Conscious vs Unconscious
My body is a container of a tangled network of nerves transferring activation signals and feedback information from and to my brain. The nerves allow bidirectional communication.
I have two separate nerve channels connecting my brain with my breathing system. The first set of nerves is the Vagus highway. It starts in the primitive reptilian part of my brain, passes through my neck, and wanders all over my body. It branches again and again, functioning as the main nerve bus in my body. It’s like an information highway connecting my brain to my lungs, heart, kidneys, liver, digestive system organs, spleen, tongue, and other body parts. It’s a shared channel. My unconscious ‘breathing app’ sends activation signals to the muscles operating my breathing system and, via the Vagus nerve, gets feedback on how these were processed. According to the feedback, my ‘breathing app’ adjusts the next activation signal.
A second smaller set of nerves, which can operate my lungs, originates in the front of my brain, from the area responsible for my decision-making. It’s a direct dedicated channel that I can command at will, and the communication via these nerves is also bidirectional, allowing feedback.
My two sets of nerves work side by side. When my awareness takes over, the control signals from my ‘breathing app’ are temporarily disabled. For security reasons, my ‘breathing app’ gets a ‘copy’ of all feedback signals. If I consciously attempt to cross some limits, my ‘breathing app’ will try to regain control and prevent me from causing myself damage. When I let go, as my awareness shifts away from my breathing, control is not left to chance. Instead, my ‘breathing app’ immediately kicks in and is again entirely in charge.
The lungs are the only vital organ in my body with dual control, automatic and manual. My breathing system is a crossing point between my conscious and unconscious nerve channels. This unique crossing allows me to use conscious breathing to influence processes otherwise controlled unconsciously. Even though the control of the two nerve channels is separate, they induce and impact one another. I can use this nerve crossing as a back door, allowing indirect control of what seems to be out of control. For example, it’s practically impossible for me to decide by thought whether to increase or decrease my heartbeat. However, I can breathe in a particular manner that will change my heart rate.

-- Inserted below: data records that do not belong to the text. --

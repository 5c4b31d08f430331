use chrono::{DateTime, SubsecRound, Utc};
use serde::{Deserialize, Serialize};

use crate::errors::ServiceError;

/// A stored resident as returned to clients.
#[derive(Debug, Clone, PartialEq, Serialize, Deserialize)]
#[serde(rename_all = "camelCase")]
pub struct Resident {
    pub id: String,
    pub first_name: String,
    pub last_name: String,
    pub role: String,
    pub profile_photo: String,
    #[serde(default, skip_serializing_if = "Option::is_none")]
    pub linkedin: Option<String>,
    #[serde(default, skip_serializing_if = "Option::is_none")]
    pub twitter: Option<String>,
    pub created_at: DateTime<Utc>,
}

/// Raw submission as decoded from a JSON, urlencoded or multipart body.
///
/// Every field is optional here; presence is checked by [`ResidentInput::validate`].
/// Unknown fields such as `id` or `createdAt` are ignored.
#[derive(Debug, Clone, Default, PartialEq, Deserialize)]
#[serde(rename_all = "camelCase")]
pub struct ResidentInput {
    #[serde(default)]
    pub first_name: Option<String>,
    #[serde(default)]
    pub last_name: Option<String>,
    #[serde(default)]
    pub role: Option<String>,
    #[serde(default)]
    pub profile_photo: Option<String>,
    #[serde(default)]
    pub linkedin: Option<String>,
    #[serde(default)]
    pub twitter: Option<String>,
}

/// Submission that passed the required-field check.
#[derive(Debug, Clone, PartialEq)]
pub struct ValidatedInput {
    pub first_name: String,
    pub last_name: String,
    pub role: String,
    pub profile_photo: Option<String>,
    pub linkedin: Option<String>,
    pub twitter: Option<String>,
}

/// Record ready for insertion; the store assigns the id.
#[derive(Debug, Clone, PartialEq)]
pub struct NewResident {
    pub first_name: String,
    pub last_name: String,
    pub role: String,
    pub profile_photo: String,
    pub linkedin: Option<String>,
    pub twitter: Option<String>,
    pub created_at: DateTime<Utc>,
}

fn required(value: Option<String>) -> Option<String> {
    value.map(|v| v.trim().to_string()).filter(|v| !v.is_empty())
}

impl ResidentInput {
    /// `firstName`, `lastName` and `role` must be present and not blank.
    pub fn validate(self) -> Result<ValidatedInput, ServiceError> {
        match (required(self.first_name), required(self.last_name), required(self.role)) {
            (Some(first_name), Some(last_name), Some(role)) => Ok(ValidatedInput {
                first_name,
                last_name,
                role,
                profile_photo: self.profile_photo,
                linkedin: self.linkedin,
                twitter: self.twitter,
            }),
            _ => Err(ServiceError::missing_fields()),
        }
    }
}

impl ValidatedInput {
    /// Stamp the creation time (millisecond precision, as the store keeps it).
    pub fn into_new_resident(self, profile_photo: String) -> NewResident {
        NewResident {
            first_name: self.first_name,
            last_name: self.last_name,
            role: self.role,
            profile_photo,
            linkedin: self.linkedin,
            twitter: self.twitter,
            created_at: Utc::now().trunc_subsecs(3),
        }
    }
}

impl NewResident {
    pub fn into_resident(self, id: String) -> Resident {
        Resident {
            id,
            first_name: self.first_name,
            last_name: self.last_name,
            role: self.role,
            profile_photo: self.profile_photo,
            linkedin: self.linkedin,
            twitter: self.twitter,
            created_at: self.created_at,
        }
    }
}
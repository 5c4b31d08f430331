//! Shared building blocks for the resident store crates.

pub mod types;
pub mod utils;
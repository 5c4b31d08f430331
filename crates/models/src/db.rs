use std::time::Duration;

use configs::DatabaseConfig;
use mongodb::{bson::doc, options::ClientOptions, Client, Database};
use tracing::info;

use crate::errors::ModelError;

/// Database used when neither the config nor the URI names one.
pub const FALLBACK_DATABASE: &str = "test";

/// Build the shared client from config, select the database and verify it answers `ping`.
///
/// The driver connects lazily, so the ping is what makes an unreachable server
/// fail here rather than on the first request.
pub async fn connect_with_config(cfg: &DatabaseConfig) -> Result<Database, ModelError> {
    let mut options = ClientOptions::parse(cfg.uri.trim()).await?;
    options.app_name = Some("resident-store".to_string());
    options.connect_timeout = Some(Duration::from_secs(cfg.connect_timeout_secs));
    options.server_selection_timeout = Some(Duration::from_secs(cfg.server_selection_timeout_secs));
    if let Some(max) = cfg.max_pool_size {
        options.max_pool_size = Some(max);
    }
    if let Some(min) = cfg.min_pool_size {
        options.min_pool_size = Some(min);
    }

    let name = database_name(cfg.name.as_deref(), options.default_database.as_deref())?;
    let client = Client::with_options(options)?;
    let db = client.database(&name);

    ping(&db).await?;
    info!(database = %name, "connected to mongodb");
    Ok(db)
}

pub async fn ping(db: &Database) -> Result<(), ModelError> {
    db.run_command(doc! { "ping": 1 }).await?;
    Ok(())
}

/// Explicit name first, then the URI's default database, then [`FALLBACK_DATABASE`].
pub fn database_name(configured: Option<&str>, from_uri: Option<&str>) -> Result<String, ModelError> {
    let name = configured
        .map(str::trim)
        .filter(|n| !n.is_empty())
        .or(from_uri)
        .unwrap_or(FALLBACK_DATABASE);
    if name.contains(['/', '\\', '.', ' ', '"', '$']) {
        return Err(ModelError::Config(format!("invalid database name {name:?}")));
    }
    Ok(name.to_string())
}

#[cfg(test)]
mod tests {
    use super::*;

    #[test]
    fn configured_name_wins_over_uri_default() {
        assert_eq!(database_name(Some("community"), Some("admin")).unwrap(), "community");
        assert_eq!(database_name(Some("  "), Some("admin")).unwrap(), "admin");
        assert_eq!(database_name(None, None).unwrap(), FALLBACK_DATABASE);
    }

    #[test]
    fn names_with_forbidden_characters_are_rejected() {
        assert!(matches!(database_name(Some("a.b"), None), Err(ModelError::Config(_))));
    }

    #[tokio::test]
    async fn connect_and_ping_when_mongodb_is_available() {
        if std::env::var("SKIP_DB_TESTS").is_ok() {
            return;
        }
        let Ok(uri) = std::env::var("MONGODB_URI") else {
            eprintln!("skip: MONGODB_URI not set");
            return;
        };
        let cfg = DatabaseConfig { uri, ..DatabaseConfig::default() };
        let db = connect_with_config(&cfg).await.expect("connect");
        ping(&db).await.expect("ping");
    }
}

Furthermore, I can similarly impact my blood pressure, sweating, bowel movement, and other vital functions. Another incredible feature is that I can indirectly use the feedback signals from the lungs to my brain to impact my thinking mind. Giving my thinking mind a deliberate command to reduce processing thoughts is challenging. Still, I can consciously breathe in a particular manner, which signals my mind to decrease thought intensity. My breathing serves as a bridge connecting the primitive part of my brain to my advanced thinking part.
The electrical activating signals originating mainly in my brain, are transmitted through my body at the speed of light. Besides my electrical nerve system, I also have a chemical signaling system. These are my hormones, which are primarily secreted from my glands and travel relatively slower through my body. These two signaling methods translate into triggers, which activate my muscles, and cause changes in my blood pressure, heartbeat, body temperature, and many more. But most importantly, these may impact my thinking mind.
Balancing opposite forces
Two competing forces influence my unconscious breathing: relaxing and stimulating. These two balance the impact of changing conditions around me and improve my chances of survival. There is an ongoing shift in dominance between them, each pulling in the opposite direction.
Rest – Repair – Reflect
When having a sense of being safe, humans are typically relaxed. That is the default state toward which our body is constantly aiming. When we relax, the body diverts resources for repairing, restoring, healing, growing, and rejuvenating. This state is characterized by a relatively slow heartbeat, slow breathing tempo, and a calm feeling. In this state, the mind tends to drift to reflective thoughts.
I will refer to this state in short as Rest & Repair
Fight – Flight – Freeze
When surrounding conditions change and our well-being is compromised, we switch to a state of alert. The body prepares for optional reactions: fight, if that is perceived as a better choice, or escape from the threat. Both options require a concentrated physical effort. We need to mobilize energy from the inner parts of the body to the outer parts. As a result, the body releases stress hormones, the immune system is depressed, the heart beats faster, abdominal muscles tighten, digestion suspends, and breathing becomes more intensive than usual, improving chances of overcoming a danger.
Some people react to a dangerous situation by freezing or ‘playing dead.’ In this case, breath is often held or reduced drastically, with minimal motion. Animals and humans alike instinctively freeze when their mind interprets this option as having survival advantages.
I will refer to this state in short as Fight or Flight
The continued shift in dominance between the two states, Fight or Flight, and Rest & Repair, allows me to react quickly to changing situations and cope with instabilities.